The idea is that when the company then beats the analysts' estimates, the market will be impressed, its share price will jump, and the shareholders will be happy. This practice is something to be aware of, especially as a few companies will go to great lengths to manipulate their reported earnings.

How to beat the estimates
Along with the increasingly common habit of reporting several different earnings per share and then highlighting the best one, some companies deliberately manipulate their profits by taking full advantage of the accounting rules. One of the easiest ways to do this is by selling stuff to realize a capital gain just before the accounting date, solely in order to provide a one-off boost to profits.

A few companies will do very dubious things, such as booking the profit from contracts that won't even be started, let alone finished, in the current quarter, or shoving losses through the balance sheet, rather than the profit and loss account. Investors need to be aware that if a company is consistently beating the market's expectations, then something fishy might be going on.
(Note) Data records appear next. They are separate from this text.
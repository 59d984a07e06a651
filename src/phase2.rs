//! Update phase.
//!
//! Runs once every create batch has settled. Each created record gets one
//! update carrying its real lookups in place of placeholders or omitted
//! fields, plus the true record type for Opportunity. A record whose
//! placeholder cannot be replaced is removed, so no placeholder reference
//! outlives a successful run.

use std::collections::{BTreeMap, BTreeSet, HashMap, HashSet};

use serde_json::Value;

use crate::dummy::PendingRewrite;
use crate::error::MigrationError;
use crate::graph::EdgeTarget;
use crate::id_map::IdentifierMap;
use crate::migration::RunContext;
use crate::phase1::Phase1Report;
use crate::record_types::TypeCodeResolution;
use crate::types::{IssueReason, RecordKind, Row, RowIssue, SourceRecord};

#[derive(Debug, Clone, Default)]
pub struct Phase2Report {
    pub updated: BTreeMap<RecordKind, usize>,
    pub orphaned: BTreeMap<RecordKind, usize>,
    pub completed: Vec<RecordKind>,
    pub issues: Vec<RowIssue>,
}

impl Phase2Report {
    pub fn updated(&self, kind: RecordKind) -> usize {
        self.updated.get(&kind).copied().unwrap_or(0)
    }
}

/// Update rows for one kind, with the records that must be removed instead.
#[derive(Debug, Default)]
struct KindPlan {
    rows: Vec<Row>,
    /// target id -> (source id, carries a placeholder)
    owners: HashMap<String, (String, bool)>,
    orphans: Vec<(String, String)>,
    issues: Vec<RowIssue>,
}

struct Planner<'c, 'a> {
    ctx: &'c RunContext<'a>,
    ids: &'c IdentifierMap,
    phase1: &'c Phase1Report,
    removed: &'c HashSet<(RecordKind, String)>,
}

impl Planner<'_, '_> {
    fn resolve(&self, kind: RecordKind, source_id: &str) -> Option<&str> {
        if self.removed.contains(&(kind, source_id.to_string())) {
            return None;
        }
        self.ids.get(kind, source_id)
    }

    fn plan(&self, kind: RecordKind, rewrites: &HashMap<&str, Vec<&PendingRewrite>>) -> Result<KindPlan, MigrationError> {
        let mut plan = KindPlan::default();
        for record in self.ctx.graph.records(kind) {
            let Some(target_id) = self.resolve(kind, &record.id) else {
                continue;
            };
            let mut row = Row::new();
            row.insert("Id".to_string(), Value::String(target_id.to_string()));

            let reused = self.phase1.reused_ids.contains(&(kind, record.id.clone()));
            let mut orphan = false;
            let mut has_placeholder = false;
            if reused {
                self.relink_reused(record, &mut row)?;
            } else {
                for rewrite in rewrites.get(record.id.as_str()).into_iter().flatten() {
                    has_placeholder |= rewrite.placeholder.is_some();
                    match self.resolve(rewrite.target_kind, &rewrite.target_source_id) {
                        Some(id) => {
                            row.insert(rewrite.field.clone(), Value::String(id.to_string()));
                        }
                        None if rewrite.placeholder.is_some() => orphan = true,
                        None => plan.issues.push(
                            RowIssue::new(
                                kind,
                                IssueReason::ParentMissing,
                                format!("{} {} was not created", rewrite.target_kind, rewrite.target_source_id),
                            )
                            .record(record.id.clone())
                            .field(rewrite.field.clone())
                            .logged(),
                        ),
                    }
                }
                if kind == RecordKind::Opportunity {
                    if let Some(issue) = self.restore_type_code(record, &mut row)? {
                        plan.issues.push(issue);
                    }
                }
            }

            if orphan {
                plan.orphans.push((target_id.to_string(), record.id.clone()));
                continue;
            }
            if row.len() > 1 {
                plan.owners
                    .insert(target_id.to_string(), (record.id.clone(), has_placeholder));
                plan.rows.push(row);
            }
        }
        Ok(plan)
    }

    /// A record kept from an earlier run points at that run's records; point
    /// every updateable in-scope lookup at this run's.
    fn relink_reused(&self, record: &SourceRecord, row: &mut Row) -> Result<(), MigrationError> {
        let target = self.ctx.schema.target(record.kind)?;
        for edge in self.ctx.graph.edges_from(record.kind, &record.id) {
            let EdgeTarget::InGraph { kind, id } = &edge.target else {
                continue;
            };
            if !target.get(&edge.field).is_some_and(|f| f.updateable) {
                continue;
            }
            if let Some(target_id) = self.resolve(*kind, id) {
                row.insert(edge.field.clone(), Value::String(target_id.to_string()));
            }
        }
        Ok(())
    }

    fn restore_type_code(&self, record: &SourceRecord, row: &mut Row) -> Result<Option<RowIssue>, MigrationError> {
        let field = "RecordTypeId";
        let updateable = self
            .ctx
            .schema
            .target(record.kind)?
            .get(field)
            .is_some_and(|f| f.updateable);
        let Some(source_type) = record.str_field(field).filter(|_| updateable) else {
            return Ok(None);
        };
        Ok(match self.ctx.type_codes.resolve(record.kind, source_type) {
            TypeCodeResolution::Resolved(target_type) => {
                row.insert(field.to_string(), Value::String(target_type));
                None
            }
            TypeCodeResolution::Missing { developer_name } => Some(
                RowIssue::new(
                    record.kind,
                    IssueReason::MissingTypeCode,
                    format!("record type {} does not exist in target; not restored", developer_name),
                )
                .record(record.id.clone())
                .field(field)
                .logged(),
            ),
            TypeCodeResolution::Unknown => None,
        })
    }
}

/// Rewrite every created record. Returns after the first kind whose update
/// or orphan removal fails wholesale, or when a record created on a
/// placeholder was neither updated nor removed.
pub async fn run_phase2(
    ctx: &RunContext<'_>,
    ids: &IdentifierMap,
    phase1: &Phase1Report,
    report: &mut Phase2Report,
) -> Result<(), MigrationError> {
    let mut removed: HashSet<(RecordKind, String)> = HashSet::new();
    let mut rewritten: HashSet<(RecordKind, String)> = HashSet::new();

    for kind in RecordKind::CREATION_ORDER {
        let mut rewrites: HashMap<&str, Vec<&PendingRewrite>> = HashMap::new();
        for rewrite in phase1.rewrites.iter().filter(|r| r.kind == kind) {
            rewrites.entry(rewrite.source_id.as_str()).or_default().push(rewrite);
        }

        let plan = Planner {
            ctx,
            ids,
            phase1,
            removed: &removed,
        }
        .plan(kind, &rewrites)?;
        report.issues.extend(plan.issues);
        let mut orphans = plan.orphans;

        if !plan.rows.is_empty() {
            log::info!("Updating {} {}", plan.rows.len(), kind.plural());
            let dispatched = ctx.dispatcher.update(kind, plan.rows).await;
            for outcome in dispatched.outcomes {
                let Some((source_id, has_placeholder)) = plan.owners.get(&outcome.id) else {
                    continue;
                };
                match outcome.result {
                    Ok(()) => {
                        *report.updated.entry(kind).or_default() += 1;
                        rewritten.insert((kind, source_id.clone()));
                    }
                    Err(error) if *has_placeholder => {
                        log::warn!("{} {} update failed with a placeholder in place: {}", kind, source_id, error);
                        orphans.push((outcome.id.clone(), source_id.clone()));
                    }
                    Err(error) => report.issues.push(
                        RowIssue::new(kind, IssueReason::Rejected, error)
                            .record(source_id.clone())
                            .logged(),
                    ),
                }
            }
            if let Some(failure) = dispatched.failure {
                return Err(failure.into());
            }
        }

        if !orphans.is_empty() {
            remove_orphans(ctx, kind, orphans, &mut removed, report).await?;
        }
        report.completed.push(kind);
    }

    let settled: HashSet<(RecordKind, String)> = rewritten.union(&removed).cloned().collect();
    if let Some((kind, count)) = unsettled_placeholders(&phase1.rewrites, &settled).into_iter().next() {
        log::error!("{} {} created on a placeholder were never rewritten", count, kind.plural());
        return Err(MigrationError::PlaceholderLeak { kind, count });
    }
    Ok(())
}

/// Records created with a placeholder that are in neither `settled` set,
/// counted per kind.
fn unsettled_placeholders(
    rewrites: &[PendingRewrite],
    settled: &HashSet<(RecordKind, String)>,
) -> BTreeMap<RecordKind, usize> {
    let open: BTreeSet<(RecordKind, &str)> = rewrites
        .iter()
        .filter(|r| r.placeholder.is_some())
        .filter(|r| !settled.contains(&(r.kind, r.source_id.clone())))
        .map(|r| (r.kind, r.source_id.as_str()))
        .collect();
    let mut counts = BTreeMap::new();
    for (kind, _) in open {
        *counts.entry(kind).or_default() += 1;
    }
    counts
}

async fn remove_orphans(
    ctx: &RunContext<'_>,
    kind: RecordKind,
    orphans: Vec<(String, String)>,
    removed: &mut HashSet<(RecordKind, String)>,
    report: &mut Phase2Report,
) -> Result<(), MigrationError> {
    log::warn!("Removing {} {} left pointing at a placeholder", orphans.len(), kind.plural());
    let sources: HashMap<String, String> = orphans.iter().cloned().collect();
    let dispatched = ctx
        .dispatcher
        .delete(kind, orphans.into_iter().map(|(target, _)| target).collect())
        .await;
    if let Some(failure) = dispatched.failure {
        return Err(failure.into());
    }

    let mut leaked = 0;
    for outcome in dispatched.outcomes {
        let source_id = sources.get(&outcome.id).cloned().unwrap_or_default();
        match outcome.result {
            Ok(()) => {
                *report.orphaned.entry(kind).or_default() += 1;
                report.issues.push(
                    RowIssue::new(kind, IssueReason::OrphanRemoved, format!("target record {} deleted", outcome.id))
                        .record(source_id.clone())
                        .logged(),
                );
                removed.insert((kind, source_id));
            }
            Err(error) => {
                log::error!("{} {} could not be removed: {}", kind, outcome.id, error);
                leaked += 1;
            }
        }
    }
    if leaked > 0 {
        return Err(MigrationError::PlaceholderLeak { kind, count: leaked });
    }
    Ok(())
}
Back in the 2000s, the expert at "earnings management" was the conglomerate General Electric (NYSE: GE), as it always beat the market's expectations. This was in large part done by "aggressive" accounting techniques, such as booking profits on sales that turned out to be loans and using exotic derivatives.

Eventually General Electric was caught, and the company ended up paying a fine of $50 million to the Securities and Exchange Commission in 2009 in return for the dismissal of all ongoing investigations.

Any figure you want
One company that doesn't manipulate its earnings is Warren Buffett's Berkshire Hathaway (NYSE: BRK-B). Berkshire goes so far as to deliberately draw attention to its big mistakes by highlighting things that many other companies would have hidden in the notes to the accounts.

A good example is the recent massive writedown of its holding of what was $2 billion in bonds issued by the private utility company Energy Futures Holdings. This loss was given a section of its own on page four of the 2011 annual letter in order to draw it to Berkshire shareholders' attention.

Buffett is on record in the 2010 annual report as saying that net income was "almost always meaningless at Berkshire" because the company could legally change this to pretty much any figure it wanted. The reason is that Berkshire can always sell some of its investments to realize gains (or losses), which would then be added to its net income for the current year.

For example, if Berkshire had sold its shareholding in The Coca-Cola Company (NYSE: KO) in 2010, this would have realized almost $12 billion worth of capital gains. After deducting capital gains tax, Berkshire's reported net income would have almost doubled.

Buy on the rumor...
Another thing to be aware of is that a share price always includes some account of the stock market's expectation as to the company's future earnings. New investors are often surprised when good news is published, only for the company's share price to fall sharply. This happens because the good news was already in the price, and the market was hoping for even better news.

This leads to the popular saying, "Buy on the rumor, sell on the facts," because the rumor has all too often been priced in at a level that isn't supported by the facts when they become known.